In my hallway, just outside my office, is a 7-foot image of what look like constellations. It’s a visual representation of some tender mercies (or points of light) I’ve seen on my life-journey, thus far. A few years ago, I wrote an essay entitled “Nightfall” where I described the spiritual darkness that immediately followed Mitchell’s passing.
I wrote, “With all the lip service we give our religious beliefs, there is nothing so exacting as to see your child die and then to peer into the dark abyss of death. I have been taught that: "Faith, to be faith, must go into the unknown ... must walk to the edge of the light, then a few steps into the darkness." My son's journey, Mitchell's Journey, has forced my wife and I to step into the darkness … a darkness that is as heavy as it is pitch.
Yet, I discovered something in that darkness. When I allowed my spiritual eyes to adjust and look upward, I started to see the stars. Against the backdrop of all that is black and frightening, I can see little flecks of light, tender mercies that were always there but I didn't have eyes to see them.
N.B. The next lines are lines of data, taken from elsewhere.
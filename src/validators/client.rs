use std::sync::Arc;

use async_trait::async_trait;
use tracing::warn;

use crate::error::{ErrorCode, RequestError};
use crate::providers::ClientInfoProvider;

use super::{ContextValidator, ValidationContext};

/// Resolves the requesting client and records it in the context. Everything
/// after this validator may rely on `context.client_info()`.
pub struct ClientValidator {
    clients: Arc<dyn ClientInfoProvider>,
}

impl ClientValidator {
    pub fn new(clients: Arc<dyn ClientInfoProvider>) -> Self {
        Self { clients }
    }
}

#[async_trait]
impl ContextValidator for ClientValidator {
    async fn validate(&self, context: &mut ValidationContext) -> Option<RequestError> {
        let client_id = match context.request.client_id.as_deref() {
            Some(client_id) if !client_id.is_empty() => client_id,
            _ => {
                return Some(RequestError::new(
                    ErrorCode::UnauthorizedClient,
                    "client_id is required",
                ))
            }
        };

        // client_id comparison is case-sensitive; the provider does the
        // exact-match lookup.
        match self.clients.try_find(client_id).await {
            Ok(Some(client)) => {
                context.set_client_info(client);
                None
            }
            Ok(None) => Some(RequestError::new(
                ErrorCode::UnauthorizedClient,
                format!("unknown client: {client_id}"),
            )),
            Err(error) => {
                warn!(%client_id, %error, "client lookup failed");
                Some(RequestError::new(
                    ErrorCode::UnauthorizedClient,
                    "client could not be resolved",
                ))
            }
        }
    }
}
//! End-session request validation.

use std::sync::Arc;

use async_trait::async_trait;
use tracing::warn;

use crate::error::{ErrorCode, RequestError};
use crate::jwt::{JwtValidator, ValidationOptions};
use crate::providers::ClientInfoProvider;

use super::{EndSessionContext, EndSessionRequest};

/// One stage of the end-session validation chain.
#[async_trait]
pub trait EndSessionContextValidator: Send + Sync {
    async fn validate(&self, context: &mut EndSessionContext) -> Option<RequestError>;
}

/// Verifies the `id_token_hint` and reconciles it with `client_id`.
///
/// The hint is validated with the lifetime check disabled; an expired
/// identity token still proves which client the session was issued to.
/// When the request has no `client_id`, the token's single audience
/// supplies it; when it has one, it must appear among the audiences.
pub struct IdTokenHintValidator {
    validator: Arc<JwtValidator>,
}

impl IdTokenHintValidator {
    pub fn new(validator: Arc<JwtValidator>) -> Self {
        Self { validator }
    }
}

#[async_trait]
impl EndSessionContextValidator for IdTokenHintValidator {
    async fn validate(&self, context: &mut EndSessionContext) -> Option<RequestError> {
        let hint = match context.request.id_token_hint.as_deref() {
            Some(hint) if !hint.is_empty() => hint,
            _ => return None,
        };

        let options = ValidationOptions {
            disable_lifetime_check: true,
            ..Default::default()
        };
        let validated = match self.validator.validate(hint, &options).await {
            Ok(validated) => validated,
            Err(error) => {
                warn!(%error, "id_token_hint validation failed");
                return Some(RequestError::new(
                    ErrorCode::InvalidRequest,
                    "id_token_hint is not a valid token",
                ));
            }
        };

        let audiences = validated.claims.audiences().to_vec();
        match context.request.client_id.as_deref() {
            None => {
                if audiences.len() != 1 {
                    return Some(RequestError::new(
                        ErrorCode::InvalidRequest,
                        "client_id cannot be derived from the id_token_hint audiences",
                    ));
                }
                context.request.client_id = Some(audiences[0].clone());
            }
            Some(client_id) => {
                // Ordinal comparison against the audience set.
                if !audiences.iter().any(|aud| aud == client_id) {
                    return Some(RequestError::new(
                        ErrorCode::InvalidRequest,
                        "client_id does not match the id_token_hint audience",
                    ));
                }
            }
        }

        context.id_token = Some(validated.claims);
        None
    }
}

/// Checks the requested `post_logout_redirect_uri` against the client's
/// registration. Only runs when the request names one; resolving the
/// client is a precondition, and failing to resolve one is the client's
/// problem, not ours.
pub struct PostLogoutRedirectUrisValidator {
    clients: Arc<dyn ClientInfoProvider>,
}

impl PostLogoutRedirectUrisValidator {
    pub fn new(clients: Arc<dyn ClientInfoProvider>) -> Self {
        Self { clients }
    }
}

#[async_trait]
impl EndSessionContextValidator for PostLogoutRedirectUrisValidator {
    async fn validate(&self, context: &mut EndSessionContext) -> Option<RequestError> {
        let post_logout_redirect_uri = match context.request.post_logout_redirect_uri.as_deref() {
            Some(uri) if !uri.is_empty() => uri.to_string(),
            _ => return None,
        };

        if context.client_info.is_none() {
            let client = match context.request.client_id.as_deref() {
                Some(client_id) => self.clients.try_find(client_id).await.ok().flatten(),
                None => None,
            };
            context.client_info = client;
        }

        let client = match &context.client_info {
            Some(client) => client,
            None => {
                return Some(RequestError::new(
                    ErrorCode::UnauthorizedClient,
                    "post_logout_redirect_uri requires a resolved client",
                ))
            }
        };

        if !client.allows_post_logout_redirect_uri(&post_logout_redirect_uri) {
            warn!(
                client_id = %client.client_id,
                %post_logout_redirect_uri,
                "post_logout_redirect_uri does not match any registered URI"
            );
            return Some(RequestError::new(
                ErrorCode::InvalidRequest,
                "post_logout_redirect_uri does not match any registered URI",
            ));
        }

        None
    }
}

/// Runs the end-session validation stages in order.
pub struct EndSessionRequestValidator {
    validators: Vec<Box<dyn EndSessionContextValidator>>,
}

impl EndSessionRequestValidator {
    pub fn standard(
        jwt_validator: Arc<JwtValidator>,
        clients: Arc<dyn ClientInfoProvider>,
    ) -> Self {
        Self {
            validators: vec![
                Box::new(IdTokenHintValidator::new(jwt_validator)),
                Box::new(PostLogoutRedirectUrisValidator::new(clients)),
            ],
        }
    }

    pub async fn validate(
        &self,
        request: EndSessionRequest,
    ) -> Result<EndSessionContext, RequestError> {
        let mut context = EndSessionContext::new(request);
        for validator in &self.validators {
            if let Some(error) = validator.validate(&mut context).await {
                return Err(error);
            }
        }
        Ok(context)
    }
}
And the accumulation of these tender mercies presents themselves like heavenly constellations so I can find my way. If I look down or to the side, all I see is darkness. Like ancient navigators who looked to the heavens for bearing I can see the fingerprint of God in all that has happened, and I now have a sense of direction. I know we're not alone.
To be clear, it is still nightfall and my heart is heavy with a sinking sorrow. There are days that are blacker than black, and the waves of grief threaten to pull me under. But when I look to the heavens I can see.
I can see.”
Just a few days after writing that essay, I began to make a star chart outlining the undeniable, sometimes unexplainable, blessings that came into my life. Since then, I’ve developed much larger star chart plotting an even more complex tapestry of light, I’ve created a workshop aimed at helping people identify their own points of light and a guided journal. Soon, I’ll begin my deepest life’s work – to build an app that will help people chart and journal their own points of light through the metaphor of a star chart.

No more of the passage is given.